[[ Material supplied open ]]

//! The `FleetStore` — owner of all mutable simulation state — and the
//! per-resource RNG array that travels alongside it.
//!
//! # Why two structs?
//!
//! The parallel tick needs `&mut` access to each resource's state *and* its
//! RNG simultaneously.  Keeping the RNGs in a separate `ResourceRngs` gives
//! the integrator two parallel `Vec`s to zip — each worker gets a disjoint
//! `(&mut KinematicState, &mut ResourceRng)` pair with no aliasing question.
//!
//! The store is an explicit value owned by the composition root and passed by
//! handle to the scheduler and request layer — never a module-level
//! singleton.  Tests inject a fresh store each.

use rustc_hash::FxHashMap;
use tracing::info;

use fleet_catalog::assign_route;
use fleet_core::{ResourceDescriptor, ResourceId, ResourceKind, ResourceRng, Timestamp};

use crate::{KinematicState, SimError, SimResult};

// ── ResourceRngs ──────────────────────────────────────────────────────────────

/// Per-resource deterministic RNG state, index-aligned with
/// [`FleetStore::states`].
pub struct ResourceRngs {
    pub inner: Vec<ResourceRng>,
}

impl ResourceRngs {
    pub fn empty() -> Self {
        Self { inner: Vec::new() }
    }

    /// Mutable reference to one resource's RNG, by dense index.
    #[inline]
    pub fn get_mut(&mut self, index: usize) -> &mut ResourceRng {
        &mut self.inner[index]
    }

    pub fn len(&self) -> usize {
        self.inner.len()
    }

    pub fn is_empty(&self) -> bool {
        self.inner.is_empty()
    }
}

// ── FleetStore ────────────────────────────────────────────────────────────────

/// Holds one [`KinematicState`] per tracked resource, sorted by
/// [`ResourceId`] so every batch and snapshot is deterministically ordered.
///
/// The `states` vector is dense; the private map resolves an id to its index.
pub struct FleetStore {
    /// Per-resource kinematic state, ascending by resource id.
    pub states: Vec<KinematicState>,

    /// `ResourceId → index into states`.
    index: FxHashMap<ResourceId, usize>,
}

impl FleetStore {
    /// An empty, uninitialized store.
    pub fn new() -> Self {
        Self {
            states: Vec::new(),
            index: FxHashMap::default(),
        }
    }

    /// Seed one kinematic state (and one RNG) per fleet descriptor.
    ///
    /// Descriptors are sorted by resource id first, so batch order is
    /// independent of catalog order.  Route topology comes from
    /// [`fleet_catalog::assign_route`]; jitter offsets and initial speeds
    /// come from each resource's deterministic RNG, so the same `(fleet,
    /// seed)` reproduces the same starting layout.
    ///
    /// # Errors
    ///
    /// - [`SimError::AlreadyInitialized`] if the store is non-empty —
    ///   re-seeding mid-run would corrupt in-flight route progress.
    /// - [`SimError::DuplicateResource`] if two descriptors share an id.
    pub fn initialize(
        &mut self,
        fleet: &[ResourceDescriptor],
        seed:  u64,
        now:   Timestamp,
    ) -> SimResult<ResourceRngs> {
        if !self.states.is_empty() {
            return Err(SimError::AlreadyInitialized { resources: self.states.len() });
        }

        let mut fleet: Vec<ResourceDescriptor> = fleet.to_vec();
        fleet.sort_by_key(|d| d.id);
        for pair in fleet.windows(2) {
            if pair[0].id == pair[1].id {
                return Err(SimError::DuplicateResource(pair[0].id));
            }
        }

        let mut kind_counts: FxHashMap<ResourceKind, u32> = FxHashMap::default();
        for d in &fleet {
            *kind_counts.entry(d.kind).or_insert(0) += 1;
        }

        let mut rngs = Vec::with_capacity(fleet.len());
        for d in &fleet {
            let mut rng = ResourceRng::new(seed, d.id);
            let kind_count = kind_counts[&d.kind];
            let plan = assign_route(d.kind, d.unit_index, kind_count, &mut rng);

            self.index.insert(d.id, self.states.len());
            self.states.push(KinematicState::from_plan(d.id, plan, now, &mut rng));
            rngs.push(rng);
        }

        info!(resources = self.states.len(), "fleet store initialized");
        Ok(ResourceRngs { inner: rngs })
    }

    /// Drop all tracked state so `initialize` may be called again.
    pub fn reset(&mut self) {
        self.states.clear();
        self.index.clear();
    }

    /// Look up one resource's state.
    ///
    /// # Errors
    ///
    /// [`SimError::ResourceNotFound`] for an unknown id — non-fatal, the
    /// request layer translates it.
    pub fn get(&self, id: ResourceId) -> SimResult<&KinematicState> {
        self.index
            .get(&id)
            .map(|&i| &self.states[i])
            .ok_or(SimError::ResourceNotFound(id))
    }

    pub fn len(&self) -> usize {
        self.states.len()
    }

    pub fn is_empty(&self) -> bool {
        self.states.is_empty()
    }
}

impl Default for FleetStore {
    fn default() -> Self {
        Self::new()
    }
}
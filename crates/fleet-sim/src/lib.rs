//! `fleet-sim` — the position simulation core.
//!
//! | Module     | Contents                                              |
//! |------------|-------------------------------------------------------|
//! | [`state`]  | `KinematicState` — one mutable record per resource    |
//! | [`store`]  | `FleetStore` + `ResourceRngs` — owns all sim state    |
//! | [`engine`] | `KinematicEngine::tick` — the integrator              |
//! | [`status`] | `resolve_status` — job assignments → dispatch status  |
//! | [`error`]  | `SimError`, `SimResult`                               |
//!
//! # Feature flags
//!
//! | Flag       | Effect                                               |
//! |------------|------------------------------------------------------|
//! | `parallel` | Rayon parallel per-resource integration.             |
//! | `serde`    | Serialize/Deserialize on the wire types.             |

pub mod engine;
pub mod error;
pub mod state;
pub mod status;
pub mod store;


// ── Re-exports ────────────────────────────────────────────────────────────────

pub use engine::{KinematicEngine, PositionBatch, PositionSample, TrackedPosition};
pub use error::{SimError, SimResult};
pub use state::KinematicState;
pub use status::resolve_status;
pub use store::{FleetStore, ResourceRngs};
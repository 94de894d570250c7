//! Geographic coordinate type and the spatial math the integrator runs on.
//!
//! `GeoPoint` uses `f64` latitude/longitude.  Idle resources receive
//! metre-scale GPS jitter, which sits uncomfortably close to the f32 ULP at
//! high latitudes (~0.4 m at 62° N), and a fleet is tens of vehicles rather
//! than hundreds of thousands of agents — so double precision costs nothing
//! and keeps repeated interpolation drift-free.

/// Mean Earth radius in kilometres, as used by the haversine formula.
pub const EARTH_RADIUS_KM: f64 = 6_371.0;

/// A WGS-84 geographic coordinate.
#[derive(Copy, Clone, Debug, PartialEq)]
#[cfg_attr(feature = "serde", derive(serde::Serialize, serde::Deserialize))]
pub struct GeoPoint {
    pub lat: f64,
    pub lon: f64,
}

impl GeoPoint {
    #[inline]
    pub const fn new(lat: f64, lon: f64) -> Self {
        Self { lat, lon }
    }

    /// Haversine great-circle distance in kilometres.
    ///
    /// Symmetric, and zero (within floating tolerance) iff the points are
    /// equal.  Accurate to well under city scale; geodesic refinements are
    /// not warranted for route legs of a few kilometres.
    pub fn distance_km(self, other: GeoPoint) -> f64 {
        let d_lat = (other.lat - self.lat).to_radians();
        let d_lon = (other.lon - self.lon).to_radians();

        let lat1 = self.lat.to_radians();
        let lat2 = other.lat.to_radians();

        let a = (d_lat * 0.5).sin().powi(2)
            + lat1.cos() * lat2.cos() * (d_lon * 0.5).sin().powi(2);

        let c = 2.0 * a.sqrt().atan2((1.0 - a).sqrt());
        EARTH_RADIUS_KM * c
    }

    /// Initial compass bearing from `self` to `other`, in degrees `[0, 360)`.
    ///
    /// For coincident points `atan2(0, 0)` yields `0.0` — a stable value, not
    /// an error.
    pub fn bearing_deg(self, other: GeoPoint) -> f64 {
        let lat1 = self.lat.to_radians();
        let lat2 = other.lat.to_radians();
        let d_lon = (other.lon - self.lon).to_radians();

        let y = d_lon.sin() * lat2.cos();
        let x = lat1.cos() * lat2.sin() - lat1.sin() * lat2.cos() * d_lon.cos();

        let deg = y.atan2(x).to_degrees().rem_euclid(360.0);
        // rem_euclid of a tiny negative angle can round up to exactly 360.0
        if deg >= 360.0 { 0.0 } else { deg }
    }

    /// Linear interpolation in lat/lon space (not geodesic — fine at city
    /// scale).  Exactly `self` at `fraction = 0` and exactly `other` at
    /// `fraction = 1`: the weighted form `a·(1−t) + b·t` guarantees both
    /// endpoints bit-for-bit.
    #[inline]
    pub fn lerp(self, other: GeoPoint, fraction: f64) -> GeoPoint {
        let t = fraction;
        GeoPoint {
            lat: self.lat * (1.0 - t) + other.lat * t,
            lon: self.lon * (1.0 - t) + other.lon * t,
        }
    }

    /// `true` if `self` lies within `radius_km` of `center`.
    #[inline]
    pub fn within_radius_km(self, center: GeoPoint, radius_km: f64) -> bool {
        self.distance_km(center) <= radius_km
    }
}

impl std::fmt::Display for GeoPoint {
    fn fmt(&self, f: &mut std::fmt::Formatter<'_>) -> std::fmt::Result {
        write!(f, "({:.6}, {:.6})", self.lat, self.lon)
    }
}
//! `fleet-feed` — the broadcast/polling adapter around the kinematic engine.
//!
//! | Module         | Contents                                             |
//! |----------------|------------------------------------------------------|
//! | [`feed`]       | `PositionFeed` — snapshot reads + subscriber fan-out |
//! | [`driver`]     | `FeedDriver` — the fixed-interval tick thread        |
//! | [`subscriber`] | `TickSubscriber` trait                               |
//! | [`error`]      | `FeedError`                                          |
//!
//! # Concurrency
//!
//! The feed enforces the single-writer model: the engine lives behind a
//! mutex that only `run_tick` holds for writing, and the latest batch is
//! published by swapping an `Arc` — readers between two ticks share the
//! exact same allocation, so concurrent snapshots are bit-identical and
//! never observe a half-applied tick.

pub mod driver;
pub mod error;
pub mod feed;
pub mod subscriber;


// ── Re-exports ────────────────────────────────────────────────────────────────

pub use driver::{DEFAULT_TICK_INTERVAL, FeedConfig, FeedDriver};
pub use error::FeedError;
pub use feed::PositionFeed;
pub use subscriber::TickSubscriber;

[[ Material supplied closed ]]

_Problem statement_
Read the entries above, then pull out the lines that include "ResourceDescriptor".

_Answer box_
use fleet_core::{ResourceDescriptor, ResourceId, ResourceKind, ResourceRng, Timestamp};
        fleet: &[ResourceDescriptor],
        let mut fleet: Vec<ResourceDescriptor> = fleet.to_vec();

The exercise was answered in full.